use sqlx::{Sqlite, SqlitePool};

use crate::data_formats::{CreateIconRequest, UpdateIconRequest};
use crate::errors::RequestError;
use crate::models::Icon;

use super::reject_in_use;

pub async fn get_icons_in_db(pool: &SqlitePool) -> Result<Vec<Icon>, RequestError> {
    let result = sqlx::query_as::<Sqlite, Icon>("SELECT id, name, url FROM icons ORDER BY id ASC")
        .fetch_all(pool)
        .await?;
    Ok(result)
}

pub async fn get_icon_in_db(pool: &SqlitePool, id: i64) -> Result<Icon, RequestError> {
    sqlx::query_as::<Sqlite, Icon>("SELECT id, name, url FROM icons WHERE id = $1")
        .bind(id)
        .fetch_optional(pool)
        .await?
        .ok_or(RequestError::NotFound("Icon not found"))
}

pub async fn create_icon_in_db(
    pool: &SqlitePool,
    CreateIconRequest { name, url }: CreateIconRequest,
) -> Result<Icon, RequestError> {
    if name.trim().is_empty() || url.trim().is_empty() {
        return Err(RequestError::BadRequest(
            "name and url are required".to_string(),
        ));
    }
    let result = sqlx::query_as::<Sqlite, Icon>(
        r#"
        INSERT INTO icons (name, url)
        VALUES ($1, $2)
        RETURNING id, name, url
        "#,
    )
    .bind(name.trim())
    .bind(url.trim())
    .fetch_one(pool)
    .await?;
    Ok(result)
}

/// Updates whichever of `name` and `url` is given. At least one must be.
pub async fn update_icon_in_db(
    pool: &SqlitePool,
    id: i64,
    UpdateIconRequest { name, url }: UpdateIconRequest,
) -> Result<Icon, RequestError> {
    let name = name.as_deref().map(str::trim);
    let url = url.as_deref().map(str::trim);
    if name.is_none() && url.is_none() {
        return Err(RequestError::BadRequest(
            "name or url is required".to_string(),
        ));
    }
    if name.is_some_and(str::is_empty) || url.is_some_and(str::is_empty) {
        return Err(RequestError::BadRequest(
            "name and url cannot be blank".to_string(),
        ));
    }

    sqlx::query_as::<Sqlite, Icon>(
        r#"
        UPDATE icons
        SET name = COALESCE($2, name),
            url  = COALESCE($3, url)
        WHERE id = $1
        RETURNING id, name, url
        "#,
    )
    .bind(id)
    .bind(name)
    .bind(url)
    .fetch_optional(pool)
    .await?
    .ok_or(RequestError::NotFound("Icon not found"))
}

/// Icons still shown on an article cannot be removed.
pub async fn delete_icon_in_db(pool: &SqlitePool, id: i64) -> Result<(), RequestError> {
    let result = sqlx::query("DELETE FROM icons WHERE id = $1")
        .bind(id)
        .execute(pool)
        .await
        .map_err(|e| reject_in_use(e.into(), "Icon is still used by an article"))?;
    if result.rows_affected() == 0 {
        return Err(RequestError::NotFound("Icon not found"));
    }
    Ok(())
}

⁂

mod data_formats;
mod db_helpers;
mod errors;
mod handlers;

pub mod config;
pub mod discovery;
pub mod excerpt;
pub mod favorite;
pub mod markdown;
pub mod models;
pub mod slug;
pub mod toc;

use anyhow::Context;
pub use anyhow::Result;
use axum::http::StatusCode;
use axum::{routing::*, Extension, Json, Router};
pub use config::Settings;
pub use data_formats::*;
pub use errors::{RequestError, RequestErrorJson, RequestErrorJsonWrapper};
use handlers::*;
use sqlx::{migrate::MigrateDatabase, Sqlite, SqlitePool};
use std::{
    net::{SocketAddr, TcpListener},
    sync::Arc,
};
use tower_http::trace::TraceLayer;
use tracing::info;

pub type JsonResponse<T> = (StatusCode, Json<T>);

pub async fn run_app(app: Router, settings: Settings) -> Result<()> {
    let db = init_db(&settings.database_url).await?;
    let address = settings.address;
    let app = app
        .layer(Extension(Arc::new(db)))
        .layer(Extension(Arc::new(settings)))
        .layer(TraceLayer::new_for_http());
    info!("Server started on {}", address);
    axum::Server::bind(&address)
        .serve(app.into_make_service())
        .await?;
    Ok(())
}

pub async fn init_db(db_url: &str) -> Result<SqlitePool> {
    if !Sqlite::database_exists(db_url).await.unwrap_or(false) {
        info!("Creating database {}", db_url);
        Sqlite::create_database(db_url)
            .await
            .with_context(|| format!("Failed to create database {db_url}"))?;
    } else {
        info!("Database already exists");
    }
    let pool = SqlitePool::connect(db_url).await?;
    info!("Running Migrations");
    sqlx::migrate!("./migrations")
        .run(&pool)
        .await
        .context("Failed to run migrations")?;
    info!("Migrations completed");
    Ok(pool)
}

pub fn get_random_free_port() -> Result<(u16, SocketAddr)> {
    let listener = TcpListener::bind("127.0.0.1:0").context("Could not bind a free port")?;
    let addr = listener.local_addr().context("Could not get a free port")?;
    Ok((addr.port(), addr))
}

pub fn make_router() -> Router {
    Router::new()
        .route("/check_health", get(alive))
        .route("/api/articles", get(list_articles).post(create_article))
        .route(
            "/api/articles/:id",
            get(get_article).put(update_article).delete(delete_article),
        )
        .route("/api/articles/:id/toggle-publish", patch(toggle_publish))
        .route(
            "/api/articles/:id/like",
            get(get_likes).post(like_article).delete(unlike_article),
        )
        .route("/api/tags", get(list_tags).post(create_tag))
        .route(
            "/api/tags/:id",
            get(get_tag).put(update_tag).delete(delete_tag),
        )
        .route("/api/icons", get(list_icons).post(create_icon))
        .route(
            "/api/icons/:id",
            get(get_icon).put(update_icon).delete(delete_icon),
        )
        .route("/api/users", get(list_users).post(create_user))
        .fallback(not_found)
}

⁂

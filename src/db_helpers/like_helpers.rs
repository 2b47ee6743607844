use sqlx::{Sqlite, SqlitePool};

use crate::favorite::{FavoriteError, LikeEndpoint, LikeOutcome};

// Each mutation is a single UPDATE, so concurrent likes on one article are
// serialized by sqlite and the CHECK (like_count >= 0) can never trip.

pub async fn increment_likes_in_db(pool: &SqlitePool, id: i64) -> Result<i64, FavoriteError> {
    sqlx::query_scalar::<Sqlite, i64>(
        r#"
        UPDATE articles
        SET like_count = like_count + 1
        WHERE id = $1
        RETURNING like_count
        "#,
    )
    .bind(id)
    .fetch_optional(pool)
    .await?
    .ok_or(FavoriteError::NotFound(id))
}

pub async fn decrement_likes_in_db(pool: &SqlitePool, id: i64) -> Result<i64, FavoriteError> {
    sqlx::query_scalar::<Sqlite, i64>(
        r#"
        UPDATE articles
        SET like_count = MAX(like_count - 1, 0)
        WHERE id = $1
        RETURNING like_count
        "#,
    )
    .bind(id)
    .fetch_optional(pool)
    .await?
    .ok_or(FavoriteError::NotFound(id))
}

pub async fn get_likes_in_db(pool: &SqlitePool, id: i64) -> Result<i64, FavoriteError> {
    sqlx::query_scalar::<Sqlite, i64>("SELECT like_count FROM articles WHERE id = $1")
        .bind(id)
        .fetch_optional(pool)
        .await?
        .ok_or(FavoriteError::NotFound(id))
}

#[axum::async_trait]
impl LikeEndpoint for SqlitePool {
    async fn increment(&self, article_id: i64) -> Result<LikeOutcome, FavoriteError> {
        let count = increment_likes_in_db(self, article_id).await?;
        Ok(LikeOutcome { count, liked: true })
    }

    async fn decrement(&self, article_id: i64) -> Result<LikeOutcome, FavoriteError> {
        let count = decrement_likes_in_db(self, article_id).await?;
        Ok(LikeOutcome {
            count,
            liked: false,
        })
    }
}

⁂

§ **EXERCISE DIRECTIONS**:
Within the material above, the line with "pub async fn get_icon_in_db(pool: &SqlitePool, id: i64)" opens the range and the line with "pub async fn delete_icon_in_db(pool: &SqlitePool, id: i64)" closes it; reproduce that range word for word.

§ **SOLUTION TO THIS PROBLEM**:
pub async fn get_icon_in_db(pool: &SqlitePool, id: i64) -> Result<Icon, RequestError> {
    sqlx::query_as::<Sqlite, Icon>("SELECT id, name, url FROM icons WHERE id = $1")
        .bind(id)
        .fetch_optional(pool)
        .await?
        .ok_or(RequestError::NotFound("Icon not found"))
}

pub async fn create_icon_in_db(
    pool: &SqlitePool,
    CreateIconRequest { name, url }: CreateIconRequest,
) -> Result<Icon, RequestError> {
    if name.trim().is_empty() || url.trim().is_empty() {
        return Err(RequestError::BadRequest(
            "name and url are required".to_string(),
        ));
    }
    let result = sqlx::query_as::<Sqlite, Icon>(
        r#"
        INSERT INTO icons (name, url)
        VALUES ($1, $2)
        RETURNING id, name, url
        "#,
    )
    .bind(name.trim())
    .bind(url.trim())
    .fetch_one(pool)
    .await?;
    Ok(result)
}

/// Updates whichever of `name` and `url` is given. At least one must be.
pub async fn update_icon_in_db(
    pool: &SqlitePool,
    id: i64,
    UpdateIconRequest { name, url }: UpdateIconRequest,
) -> Result<Icon, RequestError> {
    let name = name.as_deref().map(str::trim);
    let url = url.as_deref().map(str::trim);
    if name.is_none() && url.is_none() {
        return Err(RequestError::BadRequest(
            "name or url is required".to_string(),
        ));
    }
    if name.is_some_and(str::is_empty) || url.is_some_and(str::is_empty) {
        return Err(RequestError::BadRequest(
            "name and url cannot be blank".to_string(),
        ));
    }

    sqlx::query_as::<Sqlite, Icon>(
        r#"
        UPDATE icons
        SET name = COALESCE($2, name),
            url  = COALESCE($3, url)
        WHERE id = $1
        RETURNING id, name, url
        "#,
    )
    .bind(id)
    .bind(name)
    .bind(url)
    .fetch_optional(pool)
    .await?
    .ok_or(RequestError::NotFound("Icon not found"))
}

/// Icons still shown on an article cannot be removed.
pub async fn delete_icon_in_db(pool: &SqlitePool, id: i64) -> Result<(), RequestError> {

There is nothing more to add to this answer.